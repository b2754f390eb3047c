use crate::config::SimulationSettings;

use super::sampler::FieldSampler;
use std::f32::consts::PI;

/// Rays cast by ants: the cheap cone, the wide precise fan and the
/// ahead/behind rays used to check the to-home gradient.
#[derive(Debug, Clone, PartialEq)]
pub struct Samplers {
    pub pheromone: FieldSampler,
    pub precise: FieldSampler,
    pub direction: FieldSampler,
}

/// Hops the ahead/behind rays walk.
const DIRECTION_CHECK_DISTANCE: usize = 5;

impl Samplers {
    pub fn new(settings: &SimulationSettings) -> Self {
        Self {
            pheromone: FieldSampler::new(&settings.performance.pheromone_sampler),
            precise: FieldSampler::new(&settings.performance.precise_field_sampler),
            direction: FieldSampler::with_angles(vec![0.0, PI], DIRECTION_CHECK_DISTANCE),
        }
    }
}

/// Read-only inputs of a tick.
#[derive(Debug, Clone, Copy)]
pub struct TickContext<'a> {
    pub settings: &'a SimulationSettings,
    pub samplers: &'a Samplers,
    pub total_ticks: u64,
}
// Snapshot files: rkyv archive of a StoredSimulation with run-length encoded terrain.
use std::path::Path;

use rkyv::rancor::Error as RkyvError;
use rkyv::util::AlignedVec;
use rkyv::{from_bytes, to_bytes};
use shared::{
    RunLengthError, SimulationSnapshot, StoredSimulation, compress_field, decompress_field,
};
use thiserror::Error;

use crate::simulation::{FIELD_CELL_SIZE, Grid};

#[derive(Debug, Error)]
pub enum PersistenceError {
    #[error("snapshot file i/o failed: {0}")]
    Io(#[from] std::io::Error),
    #[error("snapshot archive is invalid: {0}")]
    Archive(#[from] RkyvError),
    #[error("{field} field is corrupt: {source}")]
    Field {
        field: &'static str,
        source: RunLengthError,
    },
}

pub fn encode(snapshot: &SimulationSnapshot) -> Result<AlignedVec, PersistenceError> {
    let stored = StoredSimulation {
        width: snapshot.width,
        height: snapshot.height,
        food_field: compress_field(&snapshot.food_field),
        rock_field: compress_field(&snapshot.rock_field),
        colonies: snapshot.colonies.clone(),
    };
    Ok(to_bytes::<RkyvError>(&stored)?)
}

/// Decodes and expands a snapshot. Field lengths are checked against the
/// grid the stored garden size implies.
pub fn decode(bytes: &[u8]) -> Result<SimulationSnapshot, PersistenceError> {
    let mut aligned = AlignedVec::<16>::with_capacity(bytes.len());
    aligned.extend_from_slice(bytes);
    let stored = from_bytes::<StoredSimulation, RkyvError>(&aligned)?;

    let expected = Grid::covering(stored.width as f32, stored.height as f32, FIELD_CELL_SIZE).len();
    let food_field = decompress_field(&stored.food_field, expected)
        .map_err(|source| PersistenceError::Field { field: "food", source })?;
    let rock_field = decompress_field(&stored.rock_field, expected)
        .map_err(|source| PersistenceError::Field { field: "rock", source })?;

    Ok(SimulationSnapshot {
        width: stored.width,
        height: stored.height,
        food_field,
        rock_field,
        colonies: stored.colonies,
    })
}

pub fn save_snapshot(path: &Path, snapshot: &SimulationSnapshot) -> Result<(), PersistenceError> {
    let bytes = encode(snapshot)?;
    std::fs::write(path, &bytes)?;
    tracing::info!(path = %path.display(), bytes = bytes.len(), "snapshot saved");
    Ok(())
}

pub fn load_snapshot(path: &Path) -> Result<SimulationSnapshot, PersistenceError> {
    let bytes = std::fs::read(path)?;
    decode(&bytes)
}

#[cfg(test)]
mod tests {
    use super::*;
    use crate::simulation::Garden;
    use glam::Vec2;

    #[test]
    fn garden_snapshot_survives_the_archive() {
        let mut garden = Garden::new(400.0, 300.0, 3);
        garden.paint_rock(200.0, 150.0, 7, 1.0);
        garden.paint_food(50.0, 50.0, 5, 8.0);
        garden.place_colony(Vec2::new(350.0, 250.0), 10, 100).unwrap();
        let snapshot = garden.dump();

        let bytes = encode(&snapshot).unwrap();
        assert_eq!(decode(&bytes).unwrap(), snapshot);
    }

    #[test]
    fn mismatched_field_size_is_reported() {
        let garden = Garden::new(400.0, 300.0, 3);
        let mut snapshot = garden.dump();
        snapshot.width = 500;
        let bytes = encode(&snapshot).unwrap();
        assert!(matches!(
            decode(&bytes),
            Err(PersistenceError::Field { field: "food", .. })
        ));
    }

    #[test]
    fn garbage_is_rejected() {
        assert!(decode(&[1, 2, 3]).is_err());
    }
}
use glam::Vec2;
use rand::rngs::SmallRng;
use rand::{Rng, SeedableRng};
use shared::{AntKind, ColonyId, ColonySnapshot, MAX_COLONIES, SimulationSnapshot};
use slotmap::SlotMap;

/// Default lifetime of a corpse, in ticks.
pub const DEFAULT_CORPSE_DECAY_TICKS: u32 = 10_800;

#[derive(Debug, Clone, Copy, PartialEq, Eq)]
pub enum DeathCause {
    Starvation,
    Killed,
    /// Removed on request by a controller.
    Culled,
}

/// The world: terrain, colonies, ants, corpses and the tick loop.
#[derive(Debug)]
pub struct Garden {
    pub width: f32,
    pub height: f32,
    pub food_field: Field,
    pub rock_field: Field,
    pub occupancy: Occupancy,

    pub colonies: SlotMap<ColonyKey, Colony>,
    colony_order: Vec<ColonyKey>,
    pub ants: SlotMap<AntKey, Ant>,
    /// Tick order of the ants; index-stable during the ant phase.
    ant_order: Vec<AntKey>,
    pub corpses: Vec<Corpse>,

    pub symmetry: SymmetryMode,
    pub corpse_decay_ticks: u32,

    dead: Vec<AntKey>,
    slow_offset: usize,
    precise_offset: usize,
    degradation_phase: usize,
    corpse_phase: usize,
    next_colony_id: u32,
    /// Base colony of the symmetric group being filled and how many of its
    /// members are placed.
    mirror_group: Option<(ColonyKey, usize)>,
    rng: SmallRng,
}
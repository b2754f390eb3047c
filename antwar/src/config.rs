use serde::{Deserialize, Serialize};
use std::f32::consts::{FRAC_PI_2, TAU};
use thiserror::Error;

#[derive(Debug, Error, PartialEq)]
pub enum ConfigError {
    #[error("garden must be at least {min}x{min} world units, got {width}x{height}")]
    GardenTooSmall { width: u32, height: u32, min: u32 },
    #[error("{name} needs at least 2 samples, got {value}")]
    TooFewSamples { name: &'static str, value: usize },
    #[error("{name} must be greater than zero")]
    ZeroTimeout { name: &'static str },
    #[error("pheromone dissipation must be finite and greater than 1, got {0}")]
    InvalidDissipation(f32),
    #[error("simulation speed must be finite and non-negative, got {0}")]
    InvalidSpeed(f32),
    #[error("at most {max} colonies are supported, asked for {requested}")]
    TooManyColonies { requested: usize, max: usize },
}

#[derive(Deserialize, Serialize, Debug, Clone, PartialEq, Default)]
#[serde(default)]
pub struct SimulationConfig {
    /// Fixed RNG seed for reproducible runs.
    pub seed: Option<u64>,
    pub garden: GardenConfig,
    pub simulation: SimulationSettings,
}

impl SimulationConfig {
    pub fn validate(&self) -> Result<(), ConfigError> {
        self.garden.validate()?;
        self.simulation.validate()
    }
}

#[derive(Deserialize, Serialize, Debug, Clone, PartialEq)]
#[serde(default)]
pub struct GardenConfig {
    pub width: u32,
    pub height: u32,
    pub number_of_colonies: usize,
    pub starting_ants: u32,
    pub colony_size_limit: u32,
    pub horizontal_mirror: bool,
    pub vertical_mirror: bool,
    pub generation: GenerationConfig,
}

impl Default for GardenConfig {
    fn default() -> Self {
        Self {
            width: 5000,
            height: 5000,
            number_of_colonies: 4,
            starting_ants: 100,
            colony_size_limit: 500,
            horizontal_mirror: false,
            vertical_mirror: false,
            generation: GenerationConfig::default(),
        }
    }
}

/// Smallest garden edge: room for the map margin plus one coarse cell.
pub const MIN_GARDEN_SIZE: u32 = 100;

impl GardenConfig {
    fn validate(&self) -> Result<(), ConfigError> {
        if self.width < MIN_GARDEN_SIZE || self.height < MIN_GARDEN_SIZE {
            return Err(ConfigError::GardenTooSmall {
                width: self.width,
                height: self.height,
                min: MIN_GARDEN_SIZE,
            });
        }
        if self.number_of_colonies > shared::MAX_COLONIES {
            return Err(ConfigError::TooManyColonies {
                requested: self.number_of_colonies,
                max: shared::MAX_COLONIES,
            });
        }
        Ok(())
    }
}

/// Knobs for the noise-based terrain generator.
#[derive(Deserialize, Serialize, Debug, Clone, PartialEq)]
#[serde(default)]
pub struct GenerationConfig {
    pub food_enabled: bool,
    pub food_scale: f32,
    pub food_coverage: f32,
    pub food_richness: f32,
    pub rock_enabled: bool,
    pub rock_scale: f32,
    pub rock_coverage: f32,
}

impl Default for GenerationConfig {
    fn default() -> Self {
        Self {
            food_enabled: true,
            food_scale: 0.2,
            food_coverage: 0.48,
            food_richness: 10.0,
            rock_enabled: true,
            rock_scale: 0.6,
            rock_coverage: 0.43,
        }
    }
}

#[derive(Deserialize, Serialize, Debug, Clone, PartialEq)]
#[serde(default)]
pub struct SimulationSettings {
    /// Ticks per frame, fractional values accumulate.
    pub speed: f32,
    pub paused: bool,
    /// Divisor applied to every pheromone cell once per decay sweep.
    pub pheromone_dissipation: f32,
    pub ant_seek_randomness: f32,
    /// Ticks needed for the decay sweep to touch every cell once.
    pub degradation_time: u32,
    pub corpse_decay_ticks: u32,
    pub corpse_tick_slices: u32,
    pub performance: PerformanceSettings,
    pub ants: AntTuning,
}

impl Default for SimulationSettings {
    fn default() -> Self {
        Self {
            speed: 1.0,
            paused: false,
            pheromone_dissipation: 1.009,
            ant_seek_randomness: 3.0,
            degradation_time: 180,
            corpse_decay_ticks: 10_800,
            corpse_tick_slices: 120,
            performance: PerformanceSettings::default(),
            ants: AntTuning::default(),
        }
    }
}

impl SimulationSettings {
    pub fn validate(&self) -> Result<(), ConfigError> {
        if !self.speed.is_finite() || self.speed < 0.0 {
            return Err(ConfigError::InvalidSpeed(self.speed));
        }
        if !self.pheromone_dissipation.is_finite() || self.pheromone_dissipation <= 1.0 {
            return Err(ConfigError::InvalidDissipation(self.pheromone_dissipation));
        }
        let timeouts = [
            ("degradation_time", self.degradation_time),
            ("corpse_tick_slices", self.corpse_tick_slices),
            ("ant_brain_tick_timeout", self.performance.ant_brain_tick_timeout),
            (
                "ant_gradient_check_tick_timeout",
                self.performance.ant_gradient_check_tick_timeout,
            ),
        ];
        for (name, value) in timeouts {
            if value == 0 {
                return Err(ConfigError::ZeroTimeout { name });
            }
        }
        self.performance.pheromone_sampler.validate("pheromone_sampler")?;
        self.performance
            .precise_field_sampler
            .validate("precise_field_sampler")
    }
}

#[derive(Deserialize, Serialize, Debug, Clone, PartialEq)]
#[serde(default)]
pub struct PerformanceSettings {
    pub ant_brain_tick_timeout: u32,
    pub ant_gradient_check_tick_timeout: u32,
    pub pheromone_sampler: SamplerConfig,
    pub precise_field_sampler: SamplerConfig,
}

impl Default for PerformanceSettings {
    fn default() -> Self {
        Self {
            ant_brain_tick_timeout: 3,
            ant_gradient_check_tick_timeout: 180,
            pheromone_sampler: SamplerConfig {
                angle: FRAC_PI_2,
                angle_samples: 3,
                distance_samples: 3,
            },
            precise_field_sampler: SamplerConfig {
                angle: TAU,
                angle_samples: 10,
                distance_samples: 4,
            },
        }
    }
}

/// Angular cone sampled around the ant's heading.
#[derive(Deserialize, Serialize, Debug, Clone, Copy, PartialEq)]
pub struct SamplerConfig {
    pub angle: f32,
    pub angle_samples: usize,
    pub distance_samples: usize,
}

impl SamplerConfig {
    fn validate(&self, name: &'static str) -> Result<(), ConfigError> {
        if self.angle_samples < 2 {
            return Err(ConfigError::TooFewSamples {
                name,
                value: self.angle_samples,
            });
        }
        if self.distance_samples == 0 {
            return Err(ConfigError::TooFewSamples {
                name,
                value: self.distance_samples,
            });
        }
        Ok(())
    }
}

/// Dispersal and marker tuning.
#[derive(Deserialize, Serialize, Debug, Clone, PartialEq)]
#[serde(default)]
pub struct AntTuning {
    pub worker_max_disperse_ticks: u32,
    pub worker_disperse_timeout: u32,
    pub worker_disperse_strength: f32,
    pub soldier_max_disperse_ticks: u32,
    pub soldier_disperse_timeout: u32,
    pub soldier_disperse_strength: f32,
    pub food_here_marker: f32,
    pub enemy_here_marker: f32,
}

impl Default for AntTuning {
    fn default() -> Self {
        Self {
            worker_max_disperse_ticks: 4000,
            worker_disperse_timeout: 150,
            worker_disperse_strength: 1.1,
            soldier_max_disperse_ticks: 6000,
            soldier_disperse_timeout: 500,
            soldier_disperse_strength: 1.5,
            food_here_marker: 100.0,
            enemy_here_marker: 200.0,
        }
    }
}

#[cfg(test)]
mod tests {
    use super::*;

    #[test]
    fn partial_toml_falls_back_to_defaults() {
        let config: SimulationConfig = toml::from_str(
            r#"
            seed = 7

            [garden]
            width = 800
            height = 600

            [simulation.performance]
            ant_brain_tick_timeout = 5
            "#,
        )
        .expect("config should parse");

        assert_eq!(config.seed, Some(7));
        assert_eq!(config.garden.width, 800);
        assert_eq!(config.garden.number_of_colonies, 4);
        assert_eq!(config.simulation.performance.ant_brain_tick_timeout, 5);
        assert_eq!(config.simulation.performance.ant_gradient_check_tick_timeout, 180);
        assert_eq!(config.simulation.ants, AntTuning::default());
        assert!(config.validate().is_ok());
    }

    #[test]
    fn validation_rejects_bad_values() {
        let mut config = SimulationConfig::default();
        config.simulation.degradation_time = 0;
        assert_eq!(
            config.validate(),
            Err(ConfigError::ZeroTimeout { name: "degradation_time" })
        );

        let mut config = SimulationConfig::default();
        config.simulation.pheromone_dissipation = 0.5;
        assert_eq!(config.validate(), Err(ConfigError::InvalidDissipation(0.5)));

        let mut config = SimulationConfig::default();
        config.simulation.performance.pheromone_sampler.angle_samples = 1;
        assert!(matches!(
            config.validate(),
            Err(ConfigError::TooFewSamples { name: "pheromone_sampler", .. })
        ));

        let mut config = SimulationConfig::default();
        config.garden.number_of_colonies = 40;
        assert!(matches!(config.validate(), Err(ConfigError::TooManyColonies { .. })));
    }
}
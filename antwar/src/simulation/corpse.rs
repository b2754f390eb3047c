use glam::Vec2;
use shared::{AntKind, ColonyId};

use super::Timer;
use super::ant::Ant;
use super::colony::Colony;

/// Remains of a dead ant, fading out linearly.
#[derive(Debug, Clone)]
pub struct Corpse {
    pub pos: Vec2,
    pub rotation: f32,
    pub kind: AntKind,
    pub colony: ColonyId,
    pub decay: Timer,
}

impl Corpse {
    pub fn new(ant: &Ant, colony: &Colony, decay_ticks: u32) -> Self {
        Self {
            pos: ant.pos,
            rotation: ant.rotation,
            kind: ant.kind,
            colony: colony.id,
            decay: Timer::new(decay_ticks, 0),
        }
    }

    /// Ages the corpse by `ticks`. Returns true once it has fully decayed.
    pub fn age(&mut self, ticks: u32) -> bool {
        self.decay.update(ticks);
        self.decay.is_ready()
    }

    /// Remaining visibility, 1 when fresh and 0 when gone.
    pub fn opacity(&self) -> f32 {
        1.0 - self.decay.progress()
    }
}
use shared::ColonyId;
use thiserror::Error;

#[derive(Debug, Error, PartialEq)]
pub enum GardenError {
    #[error("all {0} colony slots are taken")]
    NoColonySlot(usize),
    #[error("no free spot for a colony was found")]
    NoPlacement,
    #[error("colony {0} does not exist")]
    UnknownColony(ColonyId),
    #[error("position ({x}, {y}) is outside the garden")]
    OutOfBounds { x: f32, y: f32 },
    #[error("{name} cannot be set to {value}")]
    InvalidValue { name: &'static str, value: f32 },
}

#[derive(Debug, Error, PartialEq)]
pub enum SnapshotError {
    #[error("garden size {width}x{height} is below the {min} unit minimum")]
    InvalidDimensions { width: u32, height: u32, min: u32 },
    #[error("{field} field holds {actual} cells, expected {expected}")]
    FieldLength {
        field: &'static str,
        expected: usize,
        actual: usize,
    },
    #[error("{field} field has an invalid value at cell {index}")]
    InvalidCell { field: &'static str, index: usize },
    #[error("snapshot holds {0} colonies, more than fit in the occupancy masks")]
    TooManyColonies(usize),
    #[error("colony {index} is invalid: {reason}")]
    InvalidColony { index: usize, reason: &'static str },
}
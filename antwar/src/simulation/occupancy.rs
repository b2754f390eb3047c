use std::collections::HashMap;

use super::ant::AntKey;
use super::field::Grid;
use shared::MAX_COLONIES;

/// Coarse presence index over the garden.
///
/// Every cell keeps a bitmask of the colonies with ants in it. Per-colony
/// head counts make the mask exact: a bit clears only when the last ant of
/// that colony walks out. Resident lists are sparse and only filled by ants
/// that actually need to look for neighbours (enemy contact).
#[derive(Debug, Clone)]
pub struct Occupancy {
    pub grid: Grid,
    masks: Vec<u32>,
    counts: Vec<u32>,
    residents: HashMap<usize, Vec<AntKey>>,
}

#[inline]
fn slot_of(bit_id: u32) -> usize {
    bit_id.trailing_zeros() as usize
}

impl Occupancy {
    pub fn new(grid: Grid) -> Self {
        Self {
            grid,
            masks: vec![0; grid.len()],
            counts: vec![0; grid.len() * MAX_COLONIES],
            residents: HashMap::new(),
        }
    }

    #[inline]
    pub fn mask(&self, cell: usize) -> u32 {
        self.masks[cell]
    }

    /// True when some colony other than `bit_id` is present in `cell`.
    #[inline]
    pub fn has_enemy(&self, cell: usize, bit_id: u32) -> bool {
        self.masks[cell] & !bit_id != 0
    }

    pub fn count(&self, cell: usize, bit_id: u32) -> u32 {
        self.counts[cell * MAX_COLONIES + slot_of(bit_id)]
    }

    pub fn enter(&mut self, cell: usize, bit_id: u32) {
        self.counts[cell * MAX_COLONIES + slot_of(bit_id)] += 1;
        self.masks[cell] |= bit_id;
    }

    pub fn leave(&mut self, cell: usize, bit_id: u32) {
        let count = &mut self.counts[cell * MAX_COLONIES + slot_of(bit_id)];
        if *count == 0 {
            tracing::warn!(cell, bit_id, "leaving a cell the colony was not counted in");
            return;
        }
        *count -= 1;
        if *count == 0 {
            self.masks[cell] &= !bit_id;
        }
    }

    pub fn register_ant_in_cell(&mut self, cell: usize, key: AntKey) {
        self.residents.entry(cell).or_default().push(key);
    }

    /// Returns false when the ant wasn't listed in `cell`.
    pub fn unregister_ant_from_cell(&mut self, cell: usize, key: AntKey) -> bool {
        let Some(list) = self.residents.get_mut(&cell) else {
            return false;
        };
        let Some(position) = list.iter().position(|&k| k == key) else {
            return false;
        };
        list.swap_remove(position);
        if list.is_empty() {
            self.residents.remove(&cell);
        }
        true
    }

    pub fn ants_in_cell(&self, cell: usize) -> &[AntKey] {
        self.residents.get(&cell).map(Vec::as_slice).unwrap_or(&[])
    }

    pub fn clear(&mut self) {
        self.masks.fill(0);
        self.counts.fill(0);
        self.residents.clear();
    }
}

* WHAT THE EXERCISE ASKS *
Wherever the string "when" occurs in the entries, copy that whole line.

* RESPONSE BELOW *
    /// Remaining visibility, 1 when fresh and 0 when gone.
/// head counts make the mask exact: a bit clears only when the last ant of
    /// True when some colony other than `bit_id` is present in `cell`.
    /// Returns false when the ant wasn't listed in `cell`.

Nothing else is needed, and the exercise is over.